Work instructions
Find "pub fn parent(&self)" and "this entry's own" in the records below. Copy the lines holding them and every line between, exactly, and no others.
----
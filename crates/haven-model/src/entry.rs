//! Credential entries and their version history.
//!
//! An [`Entry`] is edited as a unit: each prior version is preserved whole
//! inside the entry's `history` list, ordered oldest to newest. History
//! items are themselves entries, with no history and no parent of their own.

use std::collections::BTreeMap;

use serde::{Deserialize, Serialize};
use uuid::Uuid;

use crate::clock;
use crate::icon::Icon;
use crate::timeinfo::TimeInfo;

/// A single named field value on an entry.
///
/// `protected` marks secrets (passwords, TOTP seeds) that the surrounding
/// application keeps encrypted in memory.
#[derive(Clone, Debug, PartialEq, Eq, Serialize, Deserialize)]
pub struct FieldValue {
    pub value: String,
    #[serde(default)]
    pub protected: bool,
}

impl FieldValue {
    pub fn plain(value: impl Into<String>) -> Self {
        Self {
            value: value.into(),
            protected: false,
        }
    }

    pub fn protected(value: impl Into<String>) -> Self {
        Self {
            value: value.into(),
            protected: true,
        }
    }
}

/// Selects which parts of two entries take part in a comparison.
///
/// The merge engine never compares entries bit for bit: persisted
/// timestamps carry whole seconds only, a relocation is not a content
/// edit, and history is resolved separately from the current version.
#[derive(Clone, Copy, Debug, Default)]
pub struct EntryCompare {
    /// Compare timestamps at the persisted (whole-second) resolution.
    pub serialized_times: bool,
    /// Skip the history lists.
    pub ignore_history: bool,
    /// Skip `location_changed`.
    pub ignore_location: bool,
}

impl EntryCompare {
    /// Second-precision comparison of everything, history included.
    pub fn serialized() -> Self {
        Self {
            serialized_times: true,
            ..Self::default()
        }
    }

    /// Second-precision comparison of the current version's content only.
    pub fn content_only() -> Self {
        Self {
            serialized_times: true,
            ignore_history: true,
            ignore_location: true,
        }
    }
}

/// A credential record: title, named fields, icon, timestamps, history.
#[derive(Clone, Debug, PartialEq, Serialize, Deserialize)]
pub struct Entry {
    uuid: Uuid,
    title: String,
    #[serde(default)]
    fields: BTreeMap<String, FieldValue>,
    #[serde(default)]
    icon: Icon,
    times: TimeInfo,
    #[serde(default)]
    history: Vec<Entry>,
    /// Set by the owning database; `None` for detached clones and
    /// history items.
    #[serde(default)]
    pub(crate) parent: Option<Uuid>,
    #[serde(skip, default = "default_true")]
    update_timeinfo: bool,
}

fn default_true() -> bool {
    true
}

impl Entry {
    /// Create an entry with a fresh random UUID.
    pub fn new(title: impl Into<String>) -> Self {
        Self::with_uuid(Uuid::new_v4(), title)
    }

    /// Create an entry with an explicit UUID (replica-stable identity).
    pub fn with_uuid(uuid: Uuid, title: impl Into<String>) -> Self {
        Self {
            uuid,
            title: title.into(),
            fields: BTreeMap::new(),
            icon: Icon::default(),
            times: TimeInfo::now(),
            history: Vec::new(),
            parent: None,
            update_timeinfo: true,
        }
    }

    // ---------------------------------------------------------------
    // Accessors
    // ---------------------------------------------------------------

    pub fn uuid(&self) -> Uuid {
        self.uuid
    }

    pub fn title(&self) -> &str {
        &self.title
    }

    pub fn fields(&self) -> &BTreeMap<String, FieldValue> {
        &self.fields
    }

    pub fn field(&self, name: &str) -> Option<&FieldValue> {
        self.fields.get(name)
    }

    pub fn icon(&self) -> Icon {
        self.icon
    }

    pub fn times(&self) -> &TimeInfo {
        &self.times
    }

    /// The UUID of the group this entry lives under, if attached.
    pub fn parent(&self) -> Option<Uuid> {
        self.parent
    }

    // ---------------------------------------------------------------
    // Mutation
    // ---------------------------------------------------------------

    pub fn set_title(&mut self, title: impl Into<String>) {
        self.title = title.into();
        self.touch();
    }

    pub fn set_field(&mut self, name: impl Into<String>, value: FieldValue) {
        self.fields.insert(name.into(), value);
        self.touch();
    }

    pub fn remove_field(&mut self, name: &str) -> Option<FieldValue> {
        let removed = self.fields.remove(name);
        if removed.is_some() {
            self.touch();
        }
        removed
    }

    pub fn set_icon(&mut self, icon: Icon) {
        self.icon = icon;
        self.touch();
    }

    /// Overwrite the timestamps directly, bypassing auto-update.
    pub fn set_time_info(&mut self, times: TimeInfo) {
        self.times = times;
    }

    /// Whether mutating setters stamp `last_modification_time`.
    pub fn can_update_timeinfo(&self) -> bool {
        self.update_timeinfo
    }

    pub fn set_update_timeinfo(&mut self, update: bool) {
        self.update_timeinfo = update;
    }

    pub(crate) fn touch(&mut self) {
        if self.update_timeinfo {
            let now = clock::now();
            self.times.last_modification_time = now;
            self.times.last_access_time = now;
        }
    }

    // ---------------------------------------------------------------
    // History
    // ---------------------------------------------------------------

    /// Prior versions, oldest first.
    pub fn history(&self) -> &[Entry] {
        &self.history
    }

    /// Append a version to the history. Does not touch this entry's
    /// own `TimeInfo`.
    pub fn add_history_item(&mut self, item: Entry) {
        self.history.push(item);
    }

    /// Replace the whole history list. Does not touch this entry's
    /// own `TimeInfo`.
    pub fn replace_history(&mut self, history: Vec<Entry>) {
        self.history = history;
    }

    /// Drop the oldest versions until at most `max_items` remain. Does
    /// not touch this entry's own `TimeInfo`.
    pub fn truncate_history(&mut self, max_items: usize) {
        if self.history.len() > max_items {
            let excess = self.history.len() - max_items;
            self.history.drain(..excess);
        }
    }

    /// A snapshot of the current version, suitable for storing in a
    /// history list: same content, no history, no parent.
    pub fn to_history_item(&self) -> Entry {
        let mut item = self.clone();
        item.history.clear();
        item.parent = None;
        item.update_timeinfo = true;
        item
    }

    // ---------------------------------------------------------------
    // Comparison
    // ---------------------------------------------------------------

    /// Flag-driven equality; see [`EntryCompare`].
    pub fn matches(&self, other: &Entry, cmp: EntryCompare) -> bool {
        if self.uuid != other.uuid
            || self.title != other.title
            || self.fields != other.fields
            || self.icon != other.icon
        {
            return false;
        }
        let times_match = if cmp.serialized_times {
            self.times
                .matches_serialized(&other.times, cmp.ignore_location)
        } else {
            self.times.creation_time == other.times.creation_time
                && self.times.last_modification_time == other.times.last_modification_time
                && self.times.last_access_time == other.times.last_access_time
                && (cmp.ignore_location
                    || self.times.location_changed == other.times.location_changed)
                && self.times.expiry_time == other.times.expiry_time
        };
        if !times_match {
            return false;
        }
        if !cmp.ignore_history {
            if self.history.len() != other.history.len() {
                return false;
            }
            let inner = EntryCompare {
                ignore_history: true,
                ..cmp
            };
            for (a, b) in self.history.iter().zip(&other.history) {
                if !a.matches(b, inner) {
                    return false;
                }
            }
        }
        true
    }
}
----
Response area
    pub fn parent(&self) -> Option<Uuid> {
        self.parent
    }

    // ---------------------------------------------------------------
    // Mutation
    // ---------------------------------------------------------------

    pub fn set_title(&mut self, title: impl Into<String>) {
        self.title = title.into();
        self.touch();
    }

    pub fn set_field(&mut self, name: impl Into<String>, value: FieldValue) {
        self.fields.insert(name.into(), value);
        self.touch();
    }

    pub fn remove_field(&mut self, name: &str) -> Option<FieldValue> {
        let removed = self.fields.remove(name);
        if removed.is_some() {
            self.touch();
        }
        removed
    }

    pub fn set_icon(&mut self, icon: Icon) {
        self.icon = icon;
        self.touch();
    }

    /// Overwrite the timestamps directly, bypassing auto-update.
    pub fn set_time_info(&mut self, times: TimeInfo) {
        self.times = times;
    }

    /// Whether mutating setters stamp `last_modification_time`.
    pub fn can_update_timeinfo(&self) -> bool {
        self.update_timeinfo
    }

    pub fn set_update_timeinfo(&mut self, update: bool) {
        self.update_timeinfo = update;
    }

    pub(crate) fn touch(&mut self) {
        if self.update_timeinfo {
            let now = clock::now();
            self.times.last_modification_time = now;
            self.times.last_access_time = now;
        }
    }

    // ---------------------------------------------------------------
    // History
    // ---------------------------------------------------------------

    /// Prior versions, oldest first.
    pub fn history(&self) -> &[Entry] {
        &self.history
    }

    /// Append a version to the history. Does not touch this entry's
    /// own `TimeInfo`.
    pub fn add_history_item(&mut self, item: Entry) {
        self.history.push(item);
    }

    /// Replace the whole history list. Does not touch this entry's
    /// own `TimeInfo`.
    pub fn replace_history(&mut self, history: Vec<Entry>) {
        self.history = history;
    }

    /// Drop the oldest versions until at most `max_items` remain. Does
    /// not touch this entry's own `TimeInfo`.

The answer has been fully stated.